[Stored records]
☆ ☆ ☆ ☆ ☆ ☆ ☆
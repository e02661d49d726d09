fn main() {
    if let Err(e) = sortbench::run() {
        eprintln!("Error: {:#}", e);
        std::process::exit(1);
    }
}
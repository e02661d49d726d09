//! SortBench Statistics
//!
//! Summarizes the per-trial durations collected by the timing harness:
//! - Percentiles by linear interpolation
//! - Tukey-fence outlier detection
//! - Mean / median / std-dev over cleaned trials, extremes over all trials

mod outliers;
mod percentiles;
mod summary;

pub use outliers::{OutlierAnalysis, OutlierMethod, detect_outliers};
pub use percentiles::compute_percentile;
pub use summary::{SummaryStatistics, compute_summary};

/// Coefficient of variation (percent) above which a cell is reported as noisy
pub const NOISY_CV_THRESHOLD: f64 = 10.0;

#[cfg(test)]
mod tests {
    use super::*;

    #[test]
    fn test_constants() {
        assert!((NOISY_CV_THRESHOLD - 10.0).abs() < f64::EPSILON);
    }
}
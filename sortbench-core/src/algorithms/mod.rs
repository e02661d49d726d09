//! Sorting Algorithms
//!
//! Every algorithm is available two ways:
//! - a free generic function (`insertion_sort`, `heap_sort`, ...) over any
//!   `PartialOrd` element type, used directly by library callers and by the
//!   stability tests
//! - a unit struct implementing [`SortAlgorithm`] over [`Element`], which is
//!   what the harness and the benchmark driver dispatch on
//!
//! All sorts mutate the caller's buffer and hand the same borrow back.

mod bubble;
mod heap;
mod insertion;
mod merge;
mod quick;
mod radix;
mod reference;
mod selection;

pub use bubble::{BubbleSort, bubble_sort};
pub use heap::{HeapSort, heap_sort};
pub use insertion::{InsertionSort, insertion_sort};
pub use merge::{MergeSort, merge_sort};
pub use quick::{QuickSort, quick_sort};
pub use radix::{RadixSort, radix_sort, radix_sort_by_key};
pub use reference::{ReferenceSort, reference_sort};
pub use selection::{SelectionSort, selection_sort};

use crate::error::SortError;

/// Element type the benchmark harness sorts
pub type Element = i64;

/// Static description of an algorithm
#[derive(Debug, Clone, Copy, PartialEq, Eq)]
pub struct AlgorithmInfo {
    /// Stable snake_case identifier (e.g. `"merge_sort"`)
    pub name: &'static str,
    /// Worst-case time complexity
    pub worst_case: &'static str,
    /// Auxiliary space beyond the input buffer
    pub extra_space: &'static str,
    /// Whether equal keys keep their relative order
    pub stable: bool,
}

impl AlgorithmInfo {
    /// Human-readable title, e.g. `"Merge Sort"`
    pub fn title(&self) -> String {
        self.name
            .split('_')
            .map(|word| {
                let mut chars = word.chars();
                match chars.next() {
                    Some(first) => first.to_uppercase().chain(chars).collect::<String>(),
                    None => String::new(),
                }
            })
            .collect::<Vec<_>>()
            .join(" ")
    }
}

/// A sorting algorithm the harness can time.
///
/// Implementations sort `seq` in place into ascending order and return the
/// same borrow. The output is always a permutation of the input with the same
/// length.
pub trait SortAlgorithm: Send + Sync {
    /// Static description of this algorithm
    fn info(&self) -> AlgorithmInfo;

    /// Sort `seq` in place and return it
    fn sort<'a>(&self, seq: &'a mut [Element]) -> Result<&'a mut [Element], SortError>;

    /// Identifier used as the benchmark table key
    fn name(&self) -> &'static str {
        self.info().name
    }

    /// Whether equal keys keep their relative order
    fn is_stable(&self) -> bool {
        self.info().stable
    }
}

static ALGORITHMS: &[&dyn SortAlgorithm] = &[
    &BubbleSort,
    &SelectionSort,
    &InsertionSort,
    &MergeSort,
    &HeapSort,
    &QuickSort,
    &RadixSort,
    &ReferenceSort,
];

/// Every registered algorithm, in benchmark order
pub fn all_algorithms() -> &'static [&'static dyn SortAlgorithm] {
    ALGORITHMS
}

/// Look up an algorithm by its identifier
pub fn algorithm_by_name(name: &str) -> Option<&'static dyn SortAlgorithm> {
    ALGORITHMS.iter().copied().find(|alg| alg.name() == name)
}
☆ ☆ ☆ ☆ ☆ ☆ ☆
TO DO => Restate the data above word for word.

PROBLEM SOLUTION =>
repository e02661d49d726d09
fn main() {
    if let Err(e) = sortbench::run() {
        eprintln!("Error: {:#}", e);
        std::process::exit(1);
    }
}
repository e02661d49d726d09
//! SortBench Statistics
//!
//! Summarizes the per-trial durations collected by the timing harness:
//! - Percentiles by linear interpolation
//! - Tukey-fence outlier detection
//! - Mean / median / std-dev over cleaned trials, extremes over all trials

mod outliers;
mod percentiles;
mod summary;

pub use outliers::{OutlierAnalysis, OutlierMethod, detect_outliers};
pub use percentiles::compute_percentile;
pub use summary::{SummaryStatistics, compute_summary};

/// Coefficient of variation (percent) above which a cell is reported as noisy
pub const NOISY_CV_THRESHOLD: f64 = 10.0;

#[cfg(test)]
mod tests {
    use super::*;

    #[test]
    fn test_constants() {
        assert!((NOISY_CV_THRESHOLD - 10.0).abs() < f64::EPSILON);
    }
}
filename sortbench-core/src/algorithms/mod.rs
repository e02661d49d726d09
//! Sorting Algorithms
//!
//! Every algorithm is available two ways:
//! - a free generic function (`insertion_sort`, `heap_sort`, ...) over any
//!   `PartialOrd` element type, used directly by library callers and by the
//!   stability tests
//! - a unit struct implementing [`SortAlgorithm`] over [`Element`], which is
//!   what the harness and the benchmark driver dispatch on
//!
//! All sorts mutate the caller's buffer and hand the same borrow back.

mod bubble;
mod heap;
mod insertion;
mod merge;
mod quick;
mod radix;
mod reference;
mod selection;

pub use bubble::{BubbleSort, bubble_sort};
pub use heap::{HeapSort, heap_sort};
pub use insertion::{InsertionSort, insertion_sort};
pub use merge::{MergeSort, merge_sort};
pub use quick::{QuickSort, quick_sort};
pub use radix::{RadixSort, radix_sort, radix_sort_by_key};
pub use reference::{ReferenceSort, reference_sort};
pub use selection::{SelectionSort, selection_sort};

use crate::error::SortError;

/// Element type the benchmark harness sorts
pub type Element = i64;

/// Static description of an algorithm
#[derive(Debug, Clone, Copy, PartialEq, Eq)]
pub struct AlgorithmInfo {
    /// Stable snake_case identifier (e.g. `"merge_sort"`)
    pub name: &'static str,
    /// Worst-case time complexity
    pub worst_case: &'static str,
    /// Auxiliary space beyond the input buffer
    pub extra_space: &'static str,
    /// Whether equal keys keep their relative order
    pub stable: bool,
}

impl AlgorithmInfo {
    /// Human-readable title, e.g. `"Merge Sort"`
    pub fn title(&self) -> String {
        self.name
            .split('_')
            .map(|word| {
                let mut chars = word.chars();
                match chars.next() {
                    Some(first) => first.to_uppercase().chain(chars).collect::<String>(),
                    None => String::new(),
                }
            })
            .collect::<Vec<_>>()
            .join(" ")
    }
}

/// A sorting algorithm the harness can time.
///
/// Implementations sort `seq` in place into ascending order and return the
/// same borrow. The output is always a permutation of the input with the same
/// length.
pub trait SortAlgorithm: Send + Sync {
    /// Static description of this algorithm
    fn info(&self) -> AlgorithmInfo;

    /// Sort `seq` in place and return it
    fn sort<'a>(&self, seq: &'a mut [Element]) -> Result<&'a mut [Element], SortError>;

    /// Identifier used as the benchmark table key
    fn name(&self) -> &'static str {
        self.info().name
    }

    /// Whether equal keys keep their relative order
    fn is_stable(&self) -> bool {
        self.info().stable
    }
}

static ALGORITHMS: &[&dyn SortAlgorithm] = &[
    &BubbleSort,
    &SelectionSort,
    &InsertionSort,
    &MergeSort,
    &HeapSort,
    &QuickSort,
    &RadixSort,
    &ReferenceSort,
];

/// Every registered algorithm, in benchmark order
pub fn all_algorithms() -> &'static [&'static dyn SortAlgorithm] {
    ALGORITHMS
}

/// Look up an algorithm by its identifier
pub fn algorithm_by_name(name: &str) -> Option<&'static dyn SortAlgorithm> {
    ALGORITHMS.iter().copied().find(|alg| alg.name() == name)
}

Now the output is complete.